§ Work order
Up to and including the line that contains "use std::sync::Arc;", repeat each line of the data exactly, starting from the first.

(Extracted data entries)
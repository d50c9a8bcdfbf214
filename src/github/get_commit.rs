//! GitHub commit retrieval operation.

use crate::github::list_commits::CommitPayload;
use crate::github::{error::GitHubError, util::spawn_task};
use crate::runtime::AsyncTask;
use octocrab::Octocrab;
use std::sync::Arc;

/// Get the paths changed by a specific commit.
pub(crate) fn get_commit_files(
    inner: Arc<Octocrab>,
    owner: impl Into<String>,
    repo: impl Into<String>,
    sha: impl Into<String>,
) -> AsyncTask<Result<Vec<String>, GitHubError>> {
    let owner = owner.into();
    let repo = repo.into();
    let sha = sha.into();

    spawn_task(async move {
        // The single-commit endpoint is the only one that carries `files`
        let commit: CommitPayload = inner
            .get(format!("/repos/{owner}/{repo}/commits/{sha}"), None::<&()>)
            .await
            .map_err(GitHubError::from)?;

        Ok(commit.into_record(&repo).files_changed)
    })
}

§ Task solution
repository d50c9a8bcdfbf214
filename src/github/get_commit.rs
//! GitHub commit retrieval operation.

use crate::github::list_commits::CommitPayload;
use crate::github::{error::GitHubError, util::spawn_task};
use crate::runtime::AsyncTask;
use octocrab::Octocrab;
use std::sync::Arc;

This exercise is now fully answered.